**PROVIDED ENTRIES**

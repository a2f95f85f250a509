//! Cross-field checks run after field validation in full mode.

use serde_yaml::Value;

use super::error::FieldError;
use crate::constants::COOKIE_SECRET_LENGTH;

/// A secret that may be given inline or as a path to a file, but not both.
#[derive(Debug, Clone, Copy)]
pub(crate) struct SecretPair {
    pub section: &'static str,
    pub inline: &'static str,
    pub path: &'static str,
    /// Exact length the resolved secret must have, if any.
    pub required_length: Option<usize>,
}

impl SecretPair {
    pub(crate) fn inline_path(&self) -> String {
        format!("{}.{}", self.section, self.inline)
    }

    pub(crate) fn file_path(&self) -> String {
        format!("{}.{}", self.section, self.path)
    }
}

pub(crate) const SECRET_PAIRS: [SecretPair; 3] = [
    SecretPair {
        section: "server",
        inline: "cookie_secret",
        path: "cookie_secret_path",
        required_length: Some(COOKIE_SECRET_LENGTH),
    },
    SecretPair {
        section: "oidc",
        inline: "client_secret",
        path: "client_secret_path",
        required_length: None,
    },
    SecretPair {
        section: "oidc",
        inline: "headscale_api_key",
        path: "headscale_api_key_path",
        required_length: None,
    },
];

fn is_set(section: &Value, key: &str) -> bool {
    section.get(key).is_some_and(|value| !value.is_null())
}

/// Check that each secret pair present in `tree` has exactly one side set.
///
/// Sections that are absent or not mappings are skipped; field validation
/// reports those.
pub fn check_secret_pairs(tree: &Value) -> Vec<FieldError> {
    let mut errors = Vec::new();
    for pair in SECRET_PAIRS {
        let Some(section) = tree.get(pair.section).filter(|s| s.is_mapping()) else {
            continue;
        };
        match (is_set(section, pair.inline), is_set(section, pair.path)) {
            (true, true) => errors.push(FieldError::new(
                pair.inline_path(),
                format!("cannot be set together with {}", pair.file_path()),
            )),
            (false, false) => errors.push(FieldError::new(
                pair.inline_path(),
                format!("either {} or {} must be set", pair.inline_path(), pair.file_path()),
            )),
            _ => {}
        }
    }
    errors
}
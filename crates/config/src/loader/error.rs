//! Error types for configuration loading.
//!
//! Responsibilities:
//! - Define one error variant per failing load stage.
//! - Carry enough context (paths, field errors, line numbers) to diagnose the
//!   failure from a single log line.
//!
//! Does NOT handle:
//! - Deciding what to do on failure. The binary logs and exits; tests inspect.
//!
//! Invariants:
//! - Variants never include secret values or raw `.env` line contents.

use std::io::ErrorKind;
use std::path::PathBuf;
use thiserror::Error;

use crate::schema::SchemaErrors;
use crate::secret::SecretError;

/// Errors that can occur during configuration loading.
#[derive(Error, Debug)]
pub enum ConfigError {
    /// The config file does not exist or cannot be opened.
    #[error("Config file at {path} is not readable: {source}")]
    PathUnreadable {
        path: PathBuf,
        #[source]
        source: std::io::Error,
    },

    /// The config file is not valid YAML.
    #[error("Failed to parse config file at {path}: {message}")]
    Parse {
        path: PathBuf,
        message: String,
        line: Option<usize>,
        column: Option<usize>,
    },

    /// The parsed document does not satisfy the schema.
    #[error("Config file at {path} is invalid: {errors}")]
    SchemaValidation { path: PathBuf, errors: SchemaErrors },

    /// A `*_path` secret could not be resolved.
    #[error("Failed to resolve secret: {0}")]
    Secret(#[from] SecretError),

    /// `HEADPLANE_*` environment overrides are malformed, or produce an
    /// invalid document once merged.
    #[error("Invalid environment overrides: {0}")]
    OverrideValidation(SchemaErrors),

    /// Failed to parse the `.env` file due to invalid syntax.
    ///
    /// SAFETY: This error only includes the byte index of the parse failure,
    /// NOT the offending line content, to prevent leaking secrets.
    #[error(
        "Failed to parse .env file at position {error_index}. Hint: set DOTENV_DISABLED=1 to skip .env loading"
    )]
    DotenvParse { error_index: usize },

    /// Failed to read the `.env` file due to an I/O error.
    #[error("Failed to read .env file: {kind}")]
    DotenvIo { kind: ErrorKind },

    /// Unknown dotenv error (future variants from dotenvy crate).
    #[error("Failed to load .env file. Hint: set DOTENV_DISABLED=1 to skip .env loading")]
    DotenvUnknown,
}

impl ConfigError {
    /// Field errors carried by this error, if it is a validation failure.
    pub fn field_errors(&self) -> Option<&SchemaErrors> {
        match self {
            ConfigError::SchemaValidation { errors, .. } => Some(errors),
            ConfigError::OverrideValidation(errors) => Some(errors),
            _ => None,
        }
    }
}
//! `server` section: bind address, cookie settings, and the agent.

use secrecy::SecretString;
use serde::{Deserialize, Serialize};

use super::secret::{option_secret_string, secret_string};
use crate::constants::{DEFAULT_AGENT_CACHE_PATH, DEFAULT_AGENT_TTL_MS};

/// HTTP server settings.
#[derive(Debug, Clone, Serialize, Deserialize)]
pub struct ServerConfig {
    /// IP address to bind to.
    pub host: String,
    pub port: u16,
    /// Session cookie signing secret (exactly 32 characters).
    ///
    /// Populated either inline or by resolving `cookie_secret_path`.
    #[serde(
        default,
        skip_serializing_if = "Option::is_none",
        with = "option_secret_string"
    )]
    pub cookie_secret: Option<SecretString>,
    /// File holding the cookie secret. Cleared once the secret is resolved.
    #[serde(default, skip_serializing_if = "Option::is_none")]
    pub cookie_secret_path: Option<String>,
    /// Whether cookies carry the `Secure` attribute.
    pub cookie_secure: bool,
    #[serde(default)]
    pub agent: AgentConfig,
}

/// Settings for the Headplane agent that runs inside the tailnet.
#[derive(Debug, Clone, Serialize, Deserialize)]
pub struct AgentConfig {
    /// Pre-auth key the agent registers with. Empty disables the agent.
    #[serde(with = "secret_string")]
    pub authkey: SecretString,
    /// How long cached node data stays fresh, in milliseconds.
    pub ttl: u64,
    pub cache_path: String,
}

impl Default for AgentConfig {
    fn default() -> Self {
        Self {
            authkey: SecretString::new(String::new().into()),
            ttl: DEFAULT_AGENT_TTL_MS,
            cache_path: DEFAULT_AGENT_CACHE_PATH.to_string(),
        }
    }
}
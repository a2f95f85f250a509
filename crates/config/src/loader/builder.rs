//! Configuration loader builder implementation.
//!
//! Responsibilities:
//! - Provide a builder-pattern `ConfigLoader` describing one load.
//! - Run the load stages in order: check the path, parse the YAML, validate
//!   it, resolve secret files, then (optionally) load `.env` and apply
//!   `HEADPLANE_*` overrides.
//!
//! Does NOT handle:
//! - Field-level validation rules (delegated to `schema`).
//! - Override decoding and merging (delegated to env.rs).
//! - Exiting the process; every failure is returned to the caller.
//!
//! Invariants / Assumptions:
//! - `.env` is only loaded when environment overrides are enabled.
//! - `.env` values replace existing process variables of the same name.
//! - The `DOTENV_DISABLED` variable is checked before `.env` is read.
//! - `Config::debug` always comes from the builder, never from the file.

use serde_yaml::Value;
use std::io::ErrorKind;
use std::path::{Path, PathBuf};

use super::env::{apply_overrides, env_var_or_none, process_env};
use super::error::ConfigError;
use crate::constants::{
    COOKIE_SECRET_LENGTH, DEFAULT_CONFIG_PATH, ENV_CONFIG_PATH, ENV_DEBUG_LOG,
    ENV_DOTENV_DISABLED, ENV_LOAD_ENV_OVERRIDES,
};
use crate::schema::{self, parse_bool};
use crate::secret::{SecretError, resolve_secret};
use crate::types::Config;

/// Loads and validates the Headplane configuration file.
#[derive(Debug, Clone)]
pub struct ConfigLoader {
    config_path: PathBuf,
    debug: bool,
    env_overrides: bool,
}

impl Default for ConfigLoader {
    fn default() -> Self {
        Self::new(DEFAULT_CONFIG_PATH)
    }
}

impl ConfigLoader {
    /// Create a loader for the file at `config_path`, with debug off and
    /// environment overrides disabled.
    pub fn new(config_path: impl Into<PathBuf>) -> Self {
        Self {
            config_path: config_path.into(),
            debug: false,
            env_overrides: false,
        }
    }

    /// Create a loader from the root environment variables
    /// (`HEADPLANE_CONFIG_PATH`, `HEADPLANE_LOAD_ENV_OVERRIDES`,
    /// `HEADPLANE_DEBUG_LOG`).
    pub fn from_env() -> Self {
        let config_path =
            env_var_or_none(ENV_CONFIG_PATH).unwrap_or_else(|| DEFAULT_CONFIG_PATH.to_string());
        Self::new(config_path)
            .with_env_overrides(env_flag(ENV_LOAD_ENV_OVERRIDES))
            .with_debug(env_flag(ENV_DEBUG_LOG))
    }

    /// Override the config file path.
    pub fn with_config_path(mut self, path: impl Into<PathBuf>) -> Self {
        self.config_path = path.into();
        self
    }

    /// Set the debug state injected into `Config::debug`.
    pub fn with_debug(mut self, debug: bool) -> Self {
        self.debug = debug;
        self
    }

    /// Enable `.env` loading and `HEADPLANE_*` override coalescing.
    pub fn with_env_overrides(mut self, enabled: bool) -> Self {
        self.env_overrides = enabled;
        self
    }

    pub fn config_path(&self) -> &Path {
        &self.config_path
    }

    pub fn debug(&self) -> bool {
        self.debug
    }

    pub fn env_overrides(&self) -> bool {
        self.env_overrides
    }

    /// Check if dotenv loading is disabled via environment variable.
    fn dotenv_disabled() -> bool {
        matches!(
            std::env::var(ENV_DOTENV_DISABLED).ok().as_deref(),
            Some("true") | Some("1")
        )
    }

    /// Load environment variables from `.env` in the working directory, if present.
    ///
    /// Values from the file replace process variables of the same name. If
    /// `DOTENV_DISABLED` is set to "true" or "1", nothing is loaded.
    ///
    /// # Errors
    ///
    /// Returns an error if:
    /// - The `.env` file exists but has invalid syntax (`ConfigError::DotenvParse`)
    /// - The `.env` file exists but cannot be read due to I/O errors (`ConfigError::DotenvIo`)
    ///
    /// Missing `.env` files are silently ignored.
    ///
    /// SAFETY: Error messages never include raw .env line contents to prevent secret leakage.
    pub fn load_dotenv(&self) -> Result<(), ConfigError> {
        if Self::dotenv_disabled() {
            tracing::debug!("Skipping .env loading because DOTENV_DISABLED is set");
            return Ok(());
        }

        match dotenvy::dotenv_override() {
            Ok(path) => {
                tracing::info!(path = %path.display(), "Loaded .env file");
                Ok(())
            }
            Err(e) if Self::is_not_found(&e) => {
                tracing::debug!("No .env file found");
                Ok(())
            }
            Err(dotenvy::Error::LineParse(_, idx)) => {
                Err(ConfigError::DotenvParse { error_index: idx })
            }
            Err(dotenvy::Error::Io(io_err)) => Err(ConfigError::DotenvIo {
                kind: io_err.kind(),
            }),
            Err(_) => Err(ConfigError::DotenvUnknown),
        }
    }

    /// Check if a dotenv error indicates the file was not found.
    fn is_not_found(err: &dotenvy::Error) -> bool {
        matches!(
            err,
            dotenvy::Error::Io(io_err) if io_err.kind() == ErrorKind::NotFound
        )
    }

    /// Run every load stage and return the final configuration.
    pub fn load(self) -> Result<Config, ConfigError> {
        tracing::info!(path = %self.config_path.display(), "Loading configuration");

        self.validate_path()?;
        let document = self.read_document()?;
        let mut config = self.validate_document(document)?;
        resolve_secrets(&mut config)?;

        if self.env_overrides {
            self.load_dotenv()?;
            config = apply_overrides(config, process_env())?;
        } else {
            tracing::debug!("Environment overrides disabled, skipping .env and HEADPLANE_* variables");
        }

        tracing::debug!(debug = config.debug, "Configuration validated");
        Ok(config)
    }

    fn unreadable(&self, source: std::io::Error) -> ConfigError {
        ConfigError::PathUnreadable {
            path: self.config_path.clone(),
            source,
        }
    }

    /// Confirm the config path names a readable regular file.
    fn validate_path(&self) -> Result<(), ConfigError> {
        let metadata = std::fs::metadata(&self.config_path).map_err(|e| self.unreadable(e))?;
        if metadata.is_dir() {
            return Err(self.unreadable(std::io::Error::new(
                ErrorKind::InvalidInput,
                "path is a directory",
            )));
        }
        std::fs::File::open(&self.config_path).map_err(|e| self.unreadable(e))?;
        tracing::debug!(path = %self.config_path.display(), "Config file is readable");
        Ok(())
    }

    /// Read and parse the config file as a YAML tree.
    fn read_document(&self) -> Result<Value, ConfigError> {
        let contents =
            std::fs::read_to_string(&self.config_path).map_err(|e| self.unreadable(e))?;

        let document: Value = serde_yaml::from_str(&contents).map_err(|e| {
            let location = e.location();
            ConfigError::Parse {
                path: self.config_path.clone(),
                message: e.to_string(),
                line: location.as_ref().map(|l| l.line()),
                column: location.as_ref().map(|l| l.column()),
            }
        })?;

        if document.get("debug").is_some() {
            tracing::warn!(
                "Ignoring `debug` in the config file; it follows the logging debug state"
            );
        }
        Ok(document)
    }

    /// Run the full schema, logging each field error before failing.
    fn validate_document(&self, document: Value) -> Result<Config, ConfigError> {
        schema::validate_config(document, self.debug).map_err(|errors| {
            for error in errors.errors() {
                tracing::error!(field = %error.path, "{}", error.message);
            }
            ConfigError::SchemaValidation {
                path: self.config_path.clone(),
                errors,
            }
        })
    }
}

/// Interpret a root toggle variable. Unparseable values count as `false`.
fn env_flag(key: &str) -> bool {
    match env_var_or_none(key) {
        None => false,
        Some(raw) => parse_bool(&raw).unwrap_or_else(|| {
            tracing::warn!(var = key, value = %raw, "Expected a boolean, treating as false");
            false
        }),
    }
}

/// Replace every `*_path` secret in `config` with the contents of its file.
///
/// The path field is cleared once its secret has been read.
pub(crate) fn resolve_secrets(config: &mut Config) -> Result<(), SecretError> {
    if let Some(path) = config.server.cookie_secret_path.take() {
        config.server.cookie_secret = Some(resolve_secret(
            &path,
            "server.cookie_secret_path",
            Some(COOKIE_SECRET_LENGTH),
        )?);
        tracing::info!(field = "server.cookie_secret", "Resolved secret from file");
    }

    if let Some(oidc) = config.oidc.as_mut() {
        if let Some(path) = oidc.client_secret_path.take() {
            oidc.client_secret = Some(resolve_secret(&path, "oidc.client_secret_path", None)?);
            tracing::info!(field = "oidc.client_secret", "Resolved secret from file");
        }
        if let Some(path) = oidc.headscale_api_key_path.take() {
            oidc.headscale_api_key =
                Some(resolve_secret(&path, "oidc.headscale_api_key_path", None)?);
            tracing::info!(field = "oidc.headscale_api_key", "Resolved secret from file");
        }
    }

    Ok(())
}
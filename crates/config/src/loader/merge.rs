//! Deep merge of YAML trees.

use serde_yaml::{Mapping, Value};

/// Merge `overlay` into `base`.
///
/// - Mapping into mapping merges key by key, recursively.
/// - A mapping overlaid onto a missing or non-mapping value replaces it with
///   the overlay's contents.
/// - Everything else, sequences included, overwrites the base value.
/// - `null` in the overlay means "not set" and leaves the base untouched.
/// - Keys only present in `base` are kept.
pub fn deep_merge(base: &mut Value, overlay: Value) {
    match overlay {
        Value::Null => {}
        Value::Mapping(overlay_map) => {
            if !base.is_mapping() {
                *base = Value::Mapping(Mapping::new());
            }
            if let Value::Mapping(base_map) = base {
                for (key, value) in overlay_map {
                    if value.is_null() {
                        continue;
                    }
                    match base_map.get_mut(&key) {
                        Some(existing) => deep_merge(existing, value),
                        None => {
                            let mut fresh = Value::Null;
                            deep_merge(&mut fresh, value);
                            base_map.insert(key, fresh);
                        }
                    }
                }
            }
        }
        other => *base = other,
    }
}
//! `${NAME}` interpolation inside secret file paths.

use super::SecretError;

/// Replace every `${NAME}` marker in `path` using `lookup`.
///
/// Fails on the first marker whose variable is unknown, or when a marker is
/// unterminated or empty. Text outside markers (including a lone `$`) is kept
/// as-is.
pub fn interpolate_with<F>(path: &str, label: &str, lookup: F) -> Result<String, SecretError>
where
    F: Fn(&str) -> Option<String>,
{
    let mut resolved = String::with_capacity(path.len());
    let mut rest = path;

    while let Some(start) = rest.find("${") {
        resolved.push_str(&rest[..start]);
        let after = &rest[start + 2..];
        let Some(end) = after.find('}') else {
            return Err(SecretError::MalformedInterpolation {
                label: label.to_string(),
                path: path.to_string(),
            });
        };

        let name = &after[..end];
        if name.is_empty() {
            return Err(SecretError::MalformedInterpolation {
                label: label.to_string(),
                path: path.to_string(),
            });
        }

        let value = lookup(name).ok_or_else(|| SecretError::MissingInterpolationVariable {
            variable: name.to_string(),
            label: label.to_string(),
        })?;
        resolved.push_str(&value);
        rest = &after[end + 1..];
    }

    resolved.push_str(rest);
    Ok(resolved)
}

/// [`interpolate_with`] against the process environment.
pub fn interpolate_env(path: &str, label: &str) -> Result<String, SecretError> {
    interpolate_with(path, label, |name| std::env::var(name).ok())
}
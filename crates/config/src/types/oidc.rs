//! `oidc` section: identity provider settings.

use secrecy::SecretString;
use serde::{Deserialize, Serialize};
use std::fmt;

use super::secret::option_secret_string;

/// How the client authenticates against the provider's token endpoint.
#[derive(Debug, Clone, Copy, PartialEq, Eq, Serialize, Deserialize)]
#[serde(rename_all = "snake_case")]
pub enum TokenEndpointAuthMethod {
    ClientSecretPost,
    ClientSecretBasic,
    ClientSecretJwt,
}

impl TokenEndpointAuthMethod {
    /// Every accepted value, in the spelling used by the config file.
    pub const ALL: [TokenEndpointAuthMethod; 3] = [
        TokenEndpointAuthMethod::ClientSecretPost,
        TokenEndpointAuthMethod::ClientSecretBasic,
        TokenEndpointAuthMethod::ClientSecretJwt,
    ];

    pub fn as_str(self) -> &'static str {
        match self {
            TokenEndpointAuthMethod::ClientSecretPost => "client_secret_post",
            TokenEndpointAuthMethod::ClientSecretBasic => "client_secret_basic",
            TokenEndpointAuthMethod::ClientSecretJwt => "client_secret_jwt",
        }
    }

    /// Parse the config-file spelling.
    pub fn parse(raw: &str) -> Option<Self> {
        Self::ALL.into_iter().find(|method| method.as_str() == raw)
    }
}

impl fmt::Display for TokenEndpointAuthMethod {
    fn fmt(&self, f: &mut fmt::Formatter<'_>) -> fmt::Result {
        f.write_str(self.as_str())
    }
}

/// OpenID Connect login settings.
#[derive(Debug, Clone, Serialize, Deserialize)]
pub struct OidcConfig {
    pub issuer: String,
    pub client_id: String,
    #[serde(
        default,
        skip_serializing_if = "Option::is_none",
        with = "option_secret_string"
    )]
    pub client_secret: Option<SecretString>,
    #[serde(default, skip_serializing_if = "Option::is_none")]
    pub client_secret_path: Option<String>,
    pub token_endpoint_auth_method: TokenEndpointAuthMethod,
    #[serde(default, skip_serializing_if = "Option::is_none")]
    pub redirect_uri: Option<String>,
    /// Where OIDC user records are persisted.
    pub user_storage_file: String,
    /// Hide the API-key login form when OIDC is configured.
    pub disable_api_key_login: bool,
    /// Headscale API key used for OIDC-authenticated sessions.
    #[serde(
        default,
        skip_serializing_if = "Option::is_none",
        with = "option_secret_string"
    )]
    pub headscale_api_key: Option<SecretString>,
    #[serde(default, skip_serializing_if = "Option::is_none")]
    pub headscale_api_key_path: Option<String>,
    pub strict_validation: bool,
}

**DESCRIPTION OF THE TASK**
Report the number of lines in the records that include the string "take", and write no other words.

**ANSWER TO THIS TASK**
3